Here are some of the most well-known SF door-stoppers:

Tolkien’s The Lord of the Rings is up there at 470,000 words. It was the very first mega-long book I read. I was twelve years old. Although I was a voracious reader, the books I had read up until that time were more the Narnia and Enid Blyton size. Yes, The Lord of the Rings created the fantasy trilogy phenomenon, and you can quibble that it’s really three books, but it was only released in three volumes originally because of the paper shortage after World War II. I read it in the intended form and in which it has generally been published since, which is as a single book. It’s often cited as the longest genre novel of all time—but it isn’t.

It is pipped by Stephen King’s The Stand, which I’m reading at the moment, at 472,376 words. Interestingly, the original published version in 1978 wasn’t that long at 322,000 words, but the Kingster decided to publish the version he had originally written before his publishers made him cut it.

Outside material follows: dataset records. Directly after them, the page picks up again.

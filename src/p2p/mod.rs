//! EMI - Peer-to-peer rendezvous
//!
//! Two peers behind NAT meet through a mediator:
//!
//! 1. The application obtains a cookie pair and a shared secret from a
//!    [`MediatorSocket`] and hands one cookie to each peer.
//! 2. Each peer registers its cookie with the mediator ([`P2pAttempt`]).
//! 3. The mediator pairs the registrations and tells each side where the other
//!    one is ([`RendezvousMessage::Matched`]).
//! 4. Both peers punch holes with authenticated SYNs; the first valid one wins.

mod attempt;
mod mediator;
mod message;

pub use attempt::{Handshake, INITIAL_RENDEZVOUS_INTERVAL, P2pAttempt};
pub use mediator::{MediatorConfig, MediatorSocket, MediatorState, SESSION_LIFETIME};
pub use message::RendezvousMessage;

I’m really enjoying it, but it’s taking me a lot longer to get through because life seems to get in the way now more than it did when I was twelve. I wonder whether he knew that by publishing the extended version, he would be overtaking Tolkien? King has form in the door-stopper genre: It was 445,134 words.

George R R Martin cracked the 400,000-word mark twice in his Song of Ice and Fire series with A Storm of Swords at 422,000 words and A Dance with Dragons at 420,000 words. Apparently, he was worried about the length in the earlier books in the series and took great pains to keep them down to a modest 300,000 words by moving chapters to the next volume. That process will eventually catch up with you, I guess. Since we’re still waiting for the series conclusion, I think it’s too early to discount his efforts in the largest genre book of all time stakes.

Others in the over 400,000 category are Neal Stephenson’s Cryptonomicon (415,000), Diana Gabaldon’s An Echo in the Bone (the seventh Outlander novel) (402,000), and Patrick Rothfuss’ The Wise Man’s Fear (400,000).

But if you’re looking for the longest SF novels of all time, it can sometimes come down to genre definitions and whether you only include best-sellers. Here are some of the contenders: Tad Williams’ To Green Angel Tower (520,000), Diana Gabaldon’s The Fiery Cross (502,000) and A Breath of Snow and Ashes (501,000), Mary Gentle’s Ash: A Secret History (500,000), and Brandon Sanderson’s Oathbringer (495,000).

Of course, we all know size ultimately doesn’t matter. Although, you have to admire writers who can produce high-quality writing over such enormous word lengths. At the other end of the scale are the perfectly polished gems we call short stories. Read some of the now. It won’t take you long.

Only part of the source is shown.